Has President Carter's plan to reform bureaucratic Washington's driving habits backfired?

Is the system designed to force civil servants into buses or carpools being short-circuited by U.S. aides who cannot, or will not, change individual driving habits and will not pay to park?

Have new federal parking fees resulted in shouting matches, and fist-fights, between homeowners anxious to protect their territoritial curb rights against "invading" federal parker? It appears that way!
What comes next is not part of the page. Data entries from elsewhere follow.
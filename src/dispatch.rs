//! Fan-out/fan-in work dispatcher.
//!
//! A fixed pool of worker threads pulls hostnames from a shared queue and
//! emits one outcome per hostname onto a results channel. The dispatcher
//! blocks only until it has collected exactly as many outcomes as there were
//! input hostnames; it never joins the workers.

use std::sync::mpsc;
use std::sync::{Arc, Mutex};
use std::thread;

use log::debug;

use crate::checker::{CheckOutcome, Checker};
use crate::error::CheckError;

/// Check every hostname with a pool of `concurrency` workers.
///
/// Returns one outcome per input hostname, in completion order. Fails with a
/// `Config` error before spawning anything if `concurrency` is zero.
pub fn run(
    hosts: &[String],
    checker: Checker,
    concurrency: usize,
) -> Result<Vec<CheckOutcome>, CheckError> {
    run_with(hosts, concurrency, move |host| checker.check(host))
}

/// Pool implementation, generic over the per-host check.
///
/// Workers terminate when the work queue is closed and drained. Every pulled
/// hostname produces exactly one outcome, so collecting `hosts.len()`
/// outcomes is a complete drain regardless of how work was interleaved
/// across workers.
pub fn run_with<F>(
    hosts: &[String],
    concurrency: usize,
    check: F,
) -> Result<Vec<CheckOutcome>, CheckError>
where
    F: Fn(&str) -> CheckOutcome + Send + Sync + 'static,
{
    if concurrency == 0 {
        return Err(CheckError::config("concurrency must be at least 1"));
    }

    let (work_tx, work_rx) = mpsc::channel::<String>();
    let work_rx = Arc::new(Mutex::new(work_rx));
    let (outcome_tx, outcome_rx) = mpsc::channel::<CheckOutcome>();
    let check = Arc::new(check);

    for worker in 0..concurrency {
        let work_rx = Arc::clone(&work_rx);
        let outcome_tx = outcome_tx.clone();
        let check = Arc::clone(&check);
        thread::spawn(move || loop {
            // the guard is dropped before the check runs; workers never hold
            // the queue lock during I/O
            let pulled = work_rx.lock().unwrap().recv();
            let host = match pulled {
                Ok(host) => host,
                Err(_) => {
                    debug!("worker {} exiting, queue closed", worker);
                    break;
                }
            };
            if outcome_tx.send(check(&host)).is_err() {
                break;
            }
        });
    }
    drop(outcome_tx);

    let expected = hosts.len();
    let pending: Vec<String> = hosts.to_vec();
    thread::spawn(move || {
        for host in pending {
            if work_tx.send(host).is_err() {
                break;
            }
        }
        // dropping work_tx closes the queue, letting idle workers exit
    });

    let mut outcomes = Vec::with_capacity(expected);
    for _ in 0..expected {
        let outcome = outcome_rx
            .recv()
            .expect("checker worker exited without delivering an outcome");
        outcomes.push(outcome);
    }
    Ok(outcomes)
}

#[cfg(test)]
mod tests {
    use std::time::Duration;

    use super::*;

    fn pass(host: &str) -> CheckOutcome {
        CheckOutcome {
            hostname: host.to_string(),
            days_left: Some(120),
            error: None,
        }
    }

    fn fail(host: &str) -> CheckOutcome {
        CheckOutcome {
            hostname: host.to_string(),
            days_left: Some(2),
            error: Some(CheckError::Expiring {
                position: 0,
                subject: host.to_string(),
                not_after: "soon".to_string(),
            }),
        }
    }

    fn hostnames(n: usize) -> Vec<String> {
        (0..n).map(|i| format!("host-{}.example", i)).collect()
    }

    fn sorted_names(outcomes: &[CheckOutcome]) -> Vec<String> {
        let mut names: Vec<String> = outcomes.iter().map(|o| o.hostname.clone()).collect();
        names.sort();
        names
    }

    #[test]
    fn test_zero_concurrency_fails_fast() {
        let err = run_with(&hostnames(3), 0, pass).unwrap_err();
        assert!(err.is_config());
    }

    #[test]
    fn test_one_outcome_per_host_across_pool_sizes() {
        let hosts = hostnames(25);
        let mut expected = hosts.clone();
        expected.sort();

        for concurrency in [1, 4, 32] {
            let outcomes = run_with(&hosts, concurrency, pass).unwrap();
            assert_eq!(outcomes.len(), hosts.len());
            assert_eq!(sorted_names(&outcomes), expected);
        }
    }

    #[test]
    fn test_duplicate_hosts_each_produce_an_outcome() {
        let hosts = vec![
            "dup.example".to_string(),
            "dup.example".to_string(),
            "other.example".to_string(),
        ];
        let outcomes = run_with(&hosts, 2, pass).unwrap();
        assert_eq!(outcomes.len(), 3);
        let dups = outcomes
            .iter()
            .filter(|o| o.hostname == "dup.example")
            .count();
        assert_eq!(dups, 2);
    }

    #[test]
    fn test_empty_input_completes_immediately() {
        let outcomes = run_with(&[], 8, pass).unwrap();
        assert!(outcomes.is_empty());
    }

    #[test]
    fn test_failures_flow_through_unchanged() {
        let hosts = hostnames(10);
        let outcomes = run_with(&hosts, 3, |host| {
            if host.contains("host-3") || host.contains("host-7") {
                fail(host)
            } else {
                pass(host)
            }
        })
        .unwrap();

        let failed: Vec<&str> = outcomes
            .iter()
            .filter(|o| !o.passed())
            .map(|o| o.hostname.as_str())
            .collect();
        assert_eq!(failed.len(), 2);
        assert!(failed.contains(&"host-3.example"));
        assert!(failed.contains(&"host-7.example"));
    }

    #[test]
    fn test_slow_checks_still_account_exactly() {
        let hosts = hostnames(12);
        let mut expected = hosts.clone();
        expected.sort();

        let outcomes = run_with(&hosts, 4, |host| {
            thread::sleep(Duration::from_millis(5));
            pass(host)
        })
        .unwrap();
        assert_eq!(sorted_names(&outcomes), expected);
    }
}
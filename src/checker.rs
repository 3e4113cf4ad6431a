//! Per-host certificate checking: TLS connect, peer chain extraction and
//! expiry evaluation.

use std::net::{TcpStream, ToSocketAddrs};
use std::ops::Deref;
use std::time::Duration;

use chrono::{DateTime, Days, Utc};
use log::debug;
use openssl::asn1::Asn1Time;
use openssl::nid::Nid;
use openssl::ssl::{Ssl, SslContext, SslMethod, SslVerifyMode};
use openssl::x509::{X509, X509Ref};
use url::Url;

use crate::error::CheckError;

/// Port implied when a hostname carries no explicit port.
const HTTPS_PORT: u16 = 443;

/// Result of checking a single host.
///
/// Produced by [`Checker::check`], immutable afterwards, consumed once by the
/// report aggregator.
#[derive(Debug, Clone)]
pub struct CheckOutcome {
    /// The hostname exactly as it was supplied, used for reporting
    pub hostname: String,
    /// Remaining validity of the leaf certificate in whole days, when a
    /// handshake completed
    pub days_left: Option<i64>,
    /// The failure recorded for this host, if any
    pub error: Option<CheckError>,
}

impl CheckOutcome {
    /// Whether the host passed its check.
    pub fn passed(&self) -> bool {
        self.error.is_none()
    }
}

/// Checks one host at a time: dials, inspects the peer chain, evaluates
/// expiry against a per-check threshold.
#[derive(Debug, Clone)]
pub struct Checker {
    days: u32,
    timeout: Duration,
}

impl Checker {
    /// Create a checker flagging certificates that expire within `days`
    /// calendar days, with `timeout` applied to connect, read and write.
    pub fn new(days: u32, timeout: Duration) -> Checker {
        Checker { days, timeout }
    }

    /// Check a single host.
    ///
    /// Opens exactly one connection. Failures never propagate out of this
    /// method; they are folded into the outcome.
    pub fn check(&self, hostname: &str) -> CheckOutcome {
        let threshold = expiry_threshold(Utc::now(), self.days);
        debug!("checking {} against threshold {}", hostname, threshold);

        let chain = match self.connect(hostname) {
            Ok(chain) => chain,
            Err(error) => {
                return CheckOutcome {
                    hostname: hostname.to_string(),
                    days_left: None,
                    error: Some(error),
                }
            }
        };

        let days_left = chain.first().and_then(|leaf| validity_days(leaf));
        let error = evaluate_chain(&chain, threshold).err();
        CheckOutcome {
            hostname: hostname.to_string(),
            days_left,
            error,
        }
    }

    /// Dial the host, perform a TLS handshake and return the peer chain,
    /// leaf first. The connection is closed immediately after the handshake;
    /// no application data is exchanged.
    fn connect(&self, hostname: &str) -> Result<Vec<X509>, CheckError> {
        let target = dial_target(hostname)?;
        let address = target.address;

        let mut context = SslContext::builder(SslMethod::tls()).map_err(|e| {
            CheckError::Connect {
                address: address.clone(),
                details: e.to_string(),
            }
        })?;
        // expiry is the only concern here; trust and hostname validation are
        // out of scope
        context.set_verify(SslVerifyMode::empty());
        let context = context.build();

        let mut ssl = Ssl::new(&context).map_err(|e| CheckError::Connect {
            address: address.clone(),
            details: e.to_string(),
        })?;
        ssl.set_hostname(&target.sni).map_err(|e| CheckError::Connect {
            address: address.clone(),
            details: e.to_string(),
        })?;

        let mut addrs = address.to_socket_addrs().map_err(|e| CheckError::Connect {
            address: address.clone(),
            details: format!("resolve: {}", e),
        })?;
        let socket_addr = addrs.next().ok_or_else(|| CheckError::Connect {
            address: address.clone(),
            details: "no addresses resolved".to_string(),
        })?;

        let tcp = TcpStream::connect_timeout(&socket_addr, self.timeout).map_err(|e| {
            CheckError::Connect {
                address: address.clone(),
                details: format!("connect: {}", e),
            }
        })?;
        tcp.set_read_timeout(Some(self.timeout))
            .map_err(|e| CheckError::Connect {
                address: address.clone(),
                details: e.to_string(),
            })?;
        tcp.set_write_timeout(Some(self.timeout))
            .map_err(|e| CheckError::Connect {
                address: address.clone(),
                details: e.to_string(),
            })?;

        let mut stream = ssl.connect(tcp).map_err(|e| CheckError::Connect {
            address: address.clone(),
            details: format!("tls handshake: {}", e),
        })?;

        let chain = stream
            .ssl()
            .peer_cert_chain()
            .map(|stack| stack.iter().map(|cert| cert.to_owned()).collect())
            .unwrap_or_default();
        let _ = stream.shutdown();
        Ok(chain)
    }
}

/// Fail on the first certificate in the chain whose NotAfter is strictly
/// before `threshold`. A certificate expiring exactly at the threshold
/// instant is not flagged. An empty chain passes vacuously.
pub fn evaluate_chain(chain: &[X509], threshold: DateTime<Utc>) -> Result<(), CheckError> {
    let threshold = Asn1Time::from_unix(threshold.timestamp())
        .map_err(|e| CheckError::config(format!("threshold out of range: {}", e)))?;

    for (position, cert) in chain.iter().enumerate() {
        if cert.not_after() < threshold {
            return Err(CheckError::Expiring {
                position,
                subject: subject_common_name(cert),
                not_after: cert.not_after().to_string(),
            });
        }
    }
    Ok(())
}

/// The expiry threshold for a check starting at `now`: calendar-day
/// addition, so month and year rollover are respected. Saturates at the
/// maximum representable instant.
pub(crate) fn expiry_threshold(now: DateTime<Utc>, days: u32) -> DateTime<Utc> {
    now.checked_add_days(Days::new(u64::from(days)))
        .unwrap_or(DateTime::<Utc>::MAX_UTC)
}

/// Where a hostname string is actually dialed.
///
/// The original hostname is never mutated; reporting always uses it
/// verbatim.
#[derive(Debug, PartialEq, Eq)]
pub(crate) struct DialTarget {
    /// Host portion, sent as SNI
    pub sni: String,
    /// host:port dialed over TCP
    pub address: String,
}

/// Normalize a hostname into a dial target. `host` gains the implied `:443`,
/// `host:port` passes through unchanged, and URL forms such as
/// `https://host:port` are reduced to their host and port.
pub(crate) fn dial_target(hostname: &str) -> Result<DialTarget, CheckError> {
    if hostname.contains("://") {
        let url = Url::parse(hostname).map_err(|e| CheckError::Connect {
            address: hostname.to_string(),
            details: format!("invalid host url: {}", e),
        })?;
        let host = url.host_str().ok_or_else(|| CheckError::Connect {
            address: hostname.to_string(),
            details: "host url has no host".to_string(),
        })?;
        let port = url.port().unwrap_or(HTTPS_PORT);
        return Ok(DialTarget {
            sni: host.to_string(),
            address: format!("{}:{}", host, port),
        });
    }

    match hostname.rsplit_once(':') {
        Some((host, _port)) => Ok(DialTarget {
            sni: host.to_string(),
            address: hostname.to_string(),
        }),
        None => Ok(DialTarget {
            sni: hostname.to_string(),
            address: format!("{}:{}", hostname, HTTPS_PORT),
        }),
    }
}

fn subject_common_name(cert: &X509Ref) -> String {
    cert.subject_name()
        .entries_by_nid(Nid::COMMONNAME)
        .next()
        .and_then(|entry| entry.data().as_utf8().ok())
        .map(|name| name.to_string())
        .unwrap_or_else(|| "<unknown>".to_string())
}

fn validity_days(cert: &X509Ref) -> Option<i64> {
    let now = Asn1Time::days_from_now(0).ok()?;
    let diff = now.deref().diff(cert.not_after()).ok()?;
    Some(i64::from(diff.days))
}
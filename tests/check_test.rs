//! End-to-end tests against local TLS servers with generated certificates,
//! so no network access or live endpoints are required.

use std::net::TcpListener;
use std::thread;
use std::time::{Duration, SystemTime, UNIX_EPOCH};

use openssl::asn1::Asn1Time;
use openssl::bn::{BigNum, MsbOption};
use openssl::hash::MessageDigest;
use openssl::nid::Nid;
use openssl::pkey::{PKey, Private};
use openssl::rsa::Rsa;
use openssl::ssl::{SslAcceptor, SslMethod};
use openssl::x509::{X509, X509NameBuilder};

use certsweep::{dispatch, CheckError, Checker, Report, Status};

fn unix_now() -> i64 {
    SystemTime::now()
        .duration_since(UNIX_EPOCH)
        .unwrap()
        .as_secs() as i64
}

fn generate_identity(cn: &str, not_after_unix: i64) -> (X509, PKey<Private>) {
    let rsa = Rsa::generate(2048).unwrap();
    let key = PKey::from_rsa(rsa).unwrap();

    let mut name = X509NameBuilder::new().unwrap();
    name.append_entry_by_nid(Nid::COMMONNAME, cn).unwrap();
    let name = name.build();

    let mut builder = X509::builder().unwrap();
    builder.set_version(2).unwrap();
    let serial = {
        let mut serial = BigNum::new().unwrap();
        serial.rand(159, MsbOption::MAYBE_ZERO, false).unwrap();
        serial.to_asn1_integer().unwrap()
    };
    builder.set_serial_number(&serial).unwrap();
    builder.set_subject_name(&name).unwrap();
    builder.set_issuer_name(&name).unwrap();
    builder.set_pubkey(&key).unwrap();
    let not_before = Asn1Time::from_unix(unix_now() - 86_400).unwrap();
    builder.set_not_before(&not_before).unwrap();
    let not_after = Asn1Time::from_unix(not_after_unix).unwrap();
    builder.set_not_after(&not_after).unwrap();
    builder.sign(&key, MessageDigest::sha256()).unwrap();
    (builder.build(), key)
}

/// Serve TLS handshakes on a loopback port with the given identity.
/// The listener thread lives for the remainder of the test process.
fn spawn_tls_server(cert: X509, key: PKey<Private>) -> u16 {
    let mut acceptor = SslAcceptor::mozilla_intermediate(SslMethod::tls()).unwrap();
    acceptor.set_private_key(&key).unwrap();
    acceptor.set_certificate(&cert).unwrap();
    acceptor.check_private_key().unwrap();
    let acceptor = acceptor.build();

    let listener = TcpListener::bind("127.0.0.1:0").unwrap();
    let port = listener.local_addr().unwrap().port();
    thread::spawn(move || {
        for stream in listener.incoming() {
            match stream {
                // the client hangs up right after the handshake; a failed
                // shutdown on our side is expected
                Ok(stream) => drop(acceptor.accept(stream)),
                Err(_) => break,
            }
        }
    });
    port
}

fn checker() -> Checker {
    Checker::new(30, Duration::from_secs(10))
}

#[test]
fn test_healthy_host_passes() {
    let (cert, key) = generate_identity("good.example", unix_now() + 400 * 86_400);
    let port = spawn_tls_server(cert, key);

    let host = format!("127.0.0.1:{}", port);
    let outcome = checker().check(&host);

    assert_eq!(outcome.hostname, host);
    assert!(outcome.passed(), "unexpected error: {:?}", outcome.error);
    let days = outcome.days_left.unwrap();
    assert!((399..=400).contains(&days), "unexpected days_left: {}", days);
}

#[test]
fn test_expiring_host_is_flagged() {
    let (cert, key) = generate_identity("expiring.example", unix_now() + 5 * 86_400);
    let port = spawn_tls_server(cert, key);

    let host = format!("127.0.0.1:{}", port);
    let outcome = checker().check(&host);

    assert_eq!(outcome.hostname, host);
    match outcome.error {
        Some(CheckError::Expiring {
            position, subject, ..
        }) => {
            assert_eq!(position, 0);
            assert_eq!(subject, "expiring.example");
        }
        other => panic!("expected Expiring, got {:?}", other),
    }
    let days = outcome.days_left.unwrap();
    assert!((4..=5).contains(&days), "unexpected days_left: {}", days);
}

#[test]
fn test_unreachable_host_records_connect_error() {
    // bind then drop to find a port with nothing listening
    let port = {
        let listener = TcpListener::bind("127.0.0.1:0").unwrap();
        listener.local_addr().unwrap().port()
    };

    let host = format!("127.0.0.1:{}", port);
    let outcome = checker().check(&host);

    assert!(outcome.days_left.is_none());
    match outcome.error {
        Some(CheckError::Connect { address, .. }) => assert_eq!(address, host),
        other => panic!("expected Connect, got {:?}", other),
    }
}

#[test]
fn test_dispatch_end_to_end() {
    let (cert, key) = generate_identity("good.example", unix_now() + 400 * 86_400);
    let good_port = spawn_tls_server(cert, key);
    let (cert, key) = generate_identity("expiring.example", unix_now() + 5 * 86_400);
    let expiring_port = spawn_tls_server(cert, key);

    let good_host = format!("127.0.0.1:{}", good_port);
    let expiring_host = format!("127.0.0.1:{}", expiring_port);
    let hosts = vec![good_host.clone(), expiring_host.clone()];

    let outcomes = dispatch::run(&hosts, checker(), 4).unwrap();
    assert_eq!(outcomes.len(), 2);

    let report = Report::from_outcomes(outcomes);
    assert_eq!(report.status(), Status::Fail);
    assert_eq!(report.passed_count(), 1);

    let failed: Vec<&str> = report.failures().map(|o| o.hostname.as_str()).collect();
    assert_eq!(failed, vec![expiring_host.as_str()]);
}

#[test]
fn test_zero_concurrency_never_dials() {
    let hosts = vec!["127.0.0.1:1".to_string()];
    let err = dispatch::run(&hosts, checker(), 0).unwrap_err();
    assert!(err.is_config());
}
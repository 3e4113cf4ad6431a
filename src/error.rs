//! Error types for certificate expiry checking.
//!
//! Per-host failures are captured into the check outcome and reported by the
//! aggregator; only configuration errors abort the whole run.

use std::fmt;

/// Error raised while configuring or running certificate checks.
///
/// The variants carry structured fields; rendering is deferred to the
/// `Display` implementation at the reporting boundary.
#[derive(Debug, Clone, PartialEq, Eq)]
pub enum CheckError {
    /// Invalid input discovered before any network activity.
    ///
    /// Fatal: aborts the run before dispatch with a usage exit status.
    Config {
        /// Why the configuration was rejected
        reason: String,
    },

    /// Resolution, TCP connection or TLS handshake failure for one host.
    Connect {
        /// The address (host:port) that was dialed
        address: String,
        /// The underlying transport or TLS error
        details: String,
    },

    /// A certificate within the peer chain expires before the threshold.
    Expiring {
        /// Zero-based position of the certificate in the chain, leaf first
        position: usize,
        /// Subject common name of the expiring certificate
        subject: String,
        /// The certificate's exact NotAfter value
        not_after: String,
    },
}

impl CheckError {
    /// Shorthand for a `Config` error.
    pub fn config<S: Into<String>>(reason: S) -> CheckError {
        CheckError::Config {
            reason: reason.into(),
        }
    }

    /// Whether this error is fatal to the whole run.
    pub fn is_config(&self) -> bool {
        matches!(self, CheckError::Config { .. })
    }
}

impl fmt::Display for CheckError {
    fn fmt(&self, f: &mut fmt::Formatter<'_>) -> fmt::Result {
        match self {
            Self::Config { reason } => write!(f, "{}", reason),
            Self::Connect { address, details } => {
                write!(f, "tls dial {}: {}", address, details)
            }
            Self::Expiring {
                position,
                subject,
                not_after,
            } => {
                write!(f, "cert[{}] {} expires at {}", position, subject, not_after)
            }
        }
    }
}

impl std::error::Error for CheckError {}

#[cfg(test)]
mod tests {
    use super::*;

    #[test]
    fn test_config_display() {
        let err = CheckError::config("concurrency must be at least 1");
        assert_eq!(err.to_string(), "concurrency must be at least 1");
        assert!(err.is_config());
    }

    #[test]
    fn test_connect_display() {
        let err = CheckError::Connect {
            address: "example.com:443".to_string(),
            details: "connection refused".to_string(),
        };
        assert_eq!(
            err.to_string(),
            "tls dial example.com:443: connection refused"
        );
        assert!(!err.is_config());
    }

    #[test]
    fn test_expiring_display() {
        let err = CheckError::Expiring {
            position: 0,
            subject: "expiring.example".to_string(),
            not_after: "Mar  1 12:00:00 2026 GMT".to_string(),
        };
        assert_eq!(
            err.to_string(),
            "cert[0] expiring.example expires at Mar  1 12:00:00 2026 GMT"
        );
    }
}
Since the president ordered federal workers to begin paying for parking, the number of cars in government lots has dropped 20 percent in some areas. Thousands of Washington area feds have begun parking on residential streets, or in shopping centers, to avoid parking fees that average -- in the suburbs -- about $12 month.

Although most say it is too early to tell, some federal officials believe that rather than dicouraging the number of cars on the road, the free parking ban has actually increased the number of people driving to work. In some cases car pools that once got free spaces have broken up because of paid parking. Ex-members of pools now drive their own cars and seek out free spots on the streets or shopping centers.

One caller said he knew he wasn't saving any money driving to work but "I'm dammed if I'll pay for something that should be free. The government had an agreement with us, and it has broken it." He said he now parks in a shopping center in Bethesda -- near the "pay" federal lot -- and walks to work.

A spot check of shopping centers in Northern Virginia, Bethesda and Prince George's County indicates many cars -- with federal parking stickers -- now regularly park all day. Workers either walk to work, take buses or meet carpools.

Parking lots at the Defense Mapping Agency in Bethesda that were once crowded now have many vacant spaces. Officials say some workers are using up vacation time at years end, but saying parking is "much lighter" than is normal for December. And at a nearby shopping center, and in residential areas, there is an influx of day-long parkers, or D.C. or Virginia tags, indicating they are commuter parkers.

At the National Institutes of Health in suburban Maryland, only 6,000 of the 8,200 spaces have been sold this month. NH officials say that about 150 people get free parking -- because of shift work. The remainder are unused, either because people are away on holidays or, more likely, because they have found other places to park.

A person in one Maryland neighborhood who refused to give his name (for good reason) said people had been letting air out of tires of cars parked in front of their houses. Some agencies say there have been complaints from workers of tires being slashed, windows soaped and notes left on windshields warning people not to park there again.

Now that pay parking has arrived there are many vacant spots at an HEW lot in Bethesda that was once jam-packed. Bus service to the building is poor, and it became a hotbed of resistance to the pay-parking plan. Workers even picketed the White House to no avail. Now many simply park at the far end of a parking lot that shares its free spaces for customers with HEW, which charges employes $12 per month. Shopping center customers cannot use the federal spaces without risking a ticket.

Some federal parkers have become defensive about residents who cuss, or take a poke at them, or deflate their tires. There is this sign on an "outsider's car that regularly takes up a Bethesda shopping center free space:

"If You Value Your A -- As much As I Value This Car, Leave It Alone! I AM WATCHING AND I WILL GET REVENGE."